■ **WORK INSTRUCTIONS**
Below are the entries; count how many lines contain the word "resource" and reply with that number alone.

Excerpts from a dataset:
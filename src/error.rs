use thiserror::Error;

pub(crate) const UNSUPPORTED_VERSION: &str = "unsupported protocol version";
pub(crate) const UNSUPPORTED_SECURITY_TYPE: &str = "unsupported security type";
pub(crate) const AUTHENTICATION_FAILED: &str = "authentication failed";

#[derive(Debug, Error)]
pub enum VncError {
    /// Any failure of the handshake itself.
    ///
    /// Protocol violations and rejections by the server are not told apart
    /// at the type level, only by the message.
    #[error("{0}")]
    Handshake(String),
    #[error("Connect error before the handshake finished")]
    ConnectError,
    #[error(transparent)]
    IoError(#[from] std::io::Error),
}

impl VncError {
    pub(crate) fn handshake(msg: impl Into<String>) -> Self {
        VncError::Handshake(msg.into())
    }
}
use super::auth::ClientAuth;
use crate::error::UNSUPPORTED_SECURITY_TYPE;
use crate::protocol::security::{SecurityType, SecurityTypes};
use crate::{VncError, VncVersion};
use tokio::io::{AsyncRead, AsyncWrite};
use tracing::{debug, info};

/// Find the configured mechanism for a security type sent by the server
///
/// Identifiers unknown to the client never match.
fn lookup(auths: &[ClientAuth], security_type: u32) -> Option<&ClientAuth> {
    let security_type = SecurityType::try_from(security_type).ok()?;
    auths.iter().find(|auth| auth.security_type() == security_type)
}

/// Agree on the security type with the server
///
/// On 3.3 the server dictates the type. On 3.7 and later the first type in
/// the server's list that the client has configured is taken, so server order
/// wins over the order of `auths`, and the choice is sent back.
pub async fn negotiate<'a, S>(
    stream: &mut S,
    version: VncVersion,
    auths: &'a [ClientAuth],
) -> Result<&'a ClientAuth, VncError>
where
    S: AsyncRead + AsyncWrite + Unpin,
{
    let auth = match SecurityTypes::read(stream, version).await? {
        SecurityTypes::Dictated(security_type) => lookup(auths, security_type),
        SecurityTypes::Offered(offered) => {
            let auth = offered
                .iter()
                .find_map(|&security_type| lookup(auths, u32::from(security_type)));
            if let Some(auth) = auth {
                auth.security_type().write(stream).await?;
            }
            auth
        }
    };

    let Some(auth) = auth else {
        debug!(
            "No match for configured types {:?}",
            auths.iter().map(ClientAuth::security_type).collect::<Vec<_>>()
        );
        return Err(VncError::handshake(UNSUPPORTED_SECURITY_TYPE));
    };
    info!("Selected security type {:?}", auth.security_type());
    Ok(auth)
}
pub mod des;
pub mod types;

pub use types::{SecurityResult, SecurityType, SecurityTypes};
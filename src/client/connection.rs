use crate::{SecurityType, VncVersion};

/// A connection whose handshake has completed
///
/// The stream is positioned right after the handshake, ready for the
/// initialisation messages.
#[derive(Debug)]
pub struct VncClient<S> {
    stream: S,
    version: VncVersion,
    security_type: SecurityType,
}

impl<S> VncClient<S> {
    pub(super) fn new(stream: S, version: VncVersion, security_type: SecurityType) -> Self {
        Self {
            stream,
            version,
            security_type,
        }
    }

    /// The rfb version both sides agreed on
    pub fn version(&self) -> VncVersion {
        self.version
    }

    pub fn security_type(&self) -> SecurityType {
        self.security_type
    }

    pub fn get_mut(&mut self) -> &mut S {
        &mut self.stream
    }

    /// Hand the stream over to whatever speaks the rest of the protocol
    pub fn into_inner(self) -> S {
        self.stream
    }
}
use std::time::Duration;

use anyhow::{Context, Result};
use async_trait::async_trait;
use reqwest::{Client, Response};
use serde::{Deserialize, Serialize};
use tracing::{debug, instrument, warn};
use turnpage_core::{Annotation, BookmarkRecord, DocumentId, RemoteError, RemoteStore};
use url::Url;

#[derive(Deserialize, Debug)]
struct AnnotationsResponse {
    #[serde(default)]
    annotations: Option<String>,
}

#[derive(Serialize, Debug)]
#[serde(rename_all = "camelCase")]
struct AnnotationsRequest<'a> {
    document_id: &'a str,
    owner_id: &'a str,
    annotations: String,
}

#[derive(Serialize, Debug)]
#[serde(rename_all = "camelCase")]
struct BookmarksRequest<'a> {
    document_id: &'a str,
    owner_id: &'a str,
    /// Serialized record, or empty to clear.
    bookmarks: String,
}

/// JSON-over-HTTP annotation and bookmark store.
pub struct HttpRemoteStore {
    base_url: Url,
    client: Client,
}

impl HttpRemoteStore {
    pub fn new(base_url: &str, timeout: Duration) -> Result<Self> {
        let mut base_url =
            Url::parse(base_url).with_context(|| format!("invalid remote url {}", base_url))?;
        if !base_url.path().ends_with('/') {
            let path = format!("{}/", base_url.path());
            base_url.set_path(&path);
        }
        let client = Client::builder()
            .timeout(timeout)
            .build()
            .context("failed to build http client")?;
        Ok(Self { base_url, client })
    }

    fn endpoint(&self, name: &str) -> Result<Url, RemoteError> {
        self.base_url
            .join(name)
            .map_err(|err| RemoteError::Transport(err.to_string()))
    }
}

fn transport(err: reqwest::Error) -> RemoteError {
    if err.is_decode() {
        RemoteError::Decode(err.to_string())
    } else {
        RemoteError::Transport(err.to_string())
    }
}

fn check(response: Response) -> Result<Response, RemoteError> {
    let status = response.status();
    if status.is_success() {
        Ok(response)
    } else {
        warn!(%status, url = %response.url(), "remote store rejected request");
        Err(RemoteError::Status(status.as_u16()))
    }
}

#[async_trait]
impl RemoteStore for HttpRemoteStore {
    #[instrument(skip(self), fields(document = %document))]
    async fn fetch_annotations(
        &self,
        document: &DocumentId,
        owner: &str,
    ) -> Result<Vec<Annotation>, RemoteError> {
        let response = self
            .client
            .get(self.endpoint("annotations")?)
            .query(&[("documentId", document.as_str()), ("ownerId", owner)])
            .send()
            .await
            .map_err(transport)?;
        let body: AnnotationsResponse = check(response)?.json().await.map_err(transport)?;

        let raw = body.annotations.unwrap_or_default();
        if raw.trim().is_empty() {
            return Ok(Vec::new());
        }
        let annotations: Vec<Annotation> =
            serde_json::from_str(&raw).map_err(|err| RemoteError::Decode(err.to_string()))?;
        debug!(count = annotations.len(), "fetched annotations");
        Ok(annotations)
    }

    #[instrument(skip(self, annotations), fields(document = %document, count = annotations.len()))]
    async fn save_annotations(
        &self,
        document: &DocumentId,
        owner: &str,
        annotations: &[Annotation],
    ) -> Result<(), RemoteError> {
        let request = AnnotationsRequest {
            document_id: document.as_str(),
            owner_id: owner,
            annotations: serde_json::to_string(annotations)
                .map_err(|err| RemoteError::Decode(err.to_string()))?,
        };
        let response = self
            .client
            .post(self.endpoint("annotations")?)
            .json(&request)
            .send()
            .await
            .map_err(transport)?;
        check(response)?;
        Ok(())
    }

    #[instrument(skip(self, bookmark), fields(document = %document, clear = bookmark.is_none()))]
    async fn save_bookmark(
        &self,
        document: &DocumentId,
        owner: &str,
        bookmark: Option<&BookmarkRecord>,
    ) -> Result<(), RemoteError> {
        let bookmarks = match bookmark {
            Some(record) => serde_json::to_string(record)
                .map_err(|err| RemoteError::Decode(err.to_string()))?,
            None => String::new(),
        };
        let request = BookmarksRequest {
            document_id: document.as_str(),
            owner_id: owner,
            bookmarks,
        };
        let response = self
            .client
            .post(self.endpoint("bookmarks")?)
            .json(&request)
            .send()
            .await
            .map_err(transport)?;
        check(response)?;
        Ok(())
    }
}
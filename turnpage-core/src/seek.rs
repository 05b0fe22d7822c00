use std::time::Duration;

use tokio::time::Instant;

/// Trailing debounce for the progress slider.
///
/// The slider value is written from two directions: the user scrubbing, and
/// relocation feedback after any navigation. Only user input arms the
/// debouncer, and the arm is consumed by the settled value, so feedback can
/// never re-trigger a seek.
#[derive(Debug)]
pub struct SeekDebouncer {
    window: Duration,
    slider: usize,
    armed: bool,
    deadline: Option<Instant>,
}

impl SeekDebouncer {
    pub fn new(window: Duration) -> Self {
        Self {
            window,
            slider: 0,
            armed: false,
            deadline: None,
        }
    }

    pub fn slider_value(&self) -> usize {
        self.slider
    }

    pub fn is_armed(&self) -> bool {
        self.armed
    }

    /// Records a user-initiated seek and returns the new settle deadline.
    pub fn user_input(&mut self, progress: usize, now: Instant) -> Instant {
        self.slider = progress;
        self.armed = true;
        let deadline = now + self.window;
        self.deadline = Some(deadline);
        deadline
    }

    /// Relocation feedback. Ignored while a user seek is settling so the
    /// slider does not jump under the reader's finger.
    pub fn feedback(&mut self, progress: usize) {
        if !self.armed {
            self.slider = progress;
        }
    }

    /// Returns the settled value once the window has passed without further
    /// input. Yields each settled value at most once.
    pub fn poll(&mut self, now: Instant) -> Option<usize> {
        let deadline = self.deadline?;
        if !self.armed || now < deadline {
            return None;
        }
        self.armed = false;
        self.deadline = None;
        Some(self.slider)
    }

    pub fn cancel(&mut self) {
        self.armed = false;
        self.deadline = None;
    }
}
use anyhow::{anyhow, bail, Context, Result};
use async_trait::async_trait;
use parking_lot::Mutex;
use tracing::{debug, instrument};
use turnpage_core::{
    ContentFrame, EngineError, EngineEvent, EngineListener, EngineProvider, FrameId, LocationMark,
    Locations, PointerListener, RenderOptions, RenderedLocation, Rendition, Spread, Subscription,
};
use url::Url;

/// Paginates UTF-8 text files. Lines starting with `# ` open a new section.
#[derive(Default)]
pub struct TextEngineProvider {
    next_frame: AtomicU64,
}

impl TextEngineProvider {
    pub fn new() -> Self {
        Self::default()
    }
}

#[async_trait]
impl EngineProvider for TextEngineProvider {
    #[instrument(skip(self, options))]
    async fn open(
        &self,
        resource: &str,
        options: &RenderOptions,
    ) -> Result<Arc<dyn Rendition>, EngineError> {
        let document =
            load_document(resource).map_err(|err| EngineError::Init(format!("{err:#}")))?;
        let frame_id = self.next_frame.fetch_add(1, Ordering::SeqCst) + 1;
        debug!(sections = document.sections.len(), "opened text document");
        Ok(Arc::new(TextRendition::new(
            Arc::new(document),
            options,
            frame_id,
        )))
    }
}

fn resolve_resource(resource: &str) -> Result<PathBuf> {
    match Url::parse(resource) {
        Ok(url) if url.scheme() == "file" => url
            .to_file_path()
            .map_err(|_| anyhow!("invalid file url {}", resource)),
        // Single-letter schemes are Windows drive letters.
        Ok(url) if url.scheme().len() > 1 => {
            bail!("unsupported resource scheme `{}`", url.scheme())
        }
        _ => Ok(PathBuf::from(resource)),
    }
}

fn load_document(resource: &str) -> Result<TextDocument> {
    let path = resolve_resource(resource)?;
    let raw = fs::read_to_string(&path).with_context(|| format!("failed to read {:?}", path))?;
    let title = path
        .file_stem()
        .map(|stem| stem.to_string_lossy().into_owned())
        .unwrap_or_else(|| "Untitled".to_string());
    let document = TextDocument::parse(&raw, &title);
    if document.sections.is_empty() {
        bail!("{:?} contains no text", path);
    }
    Ok(document)
}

■ **RESULT**
9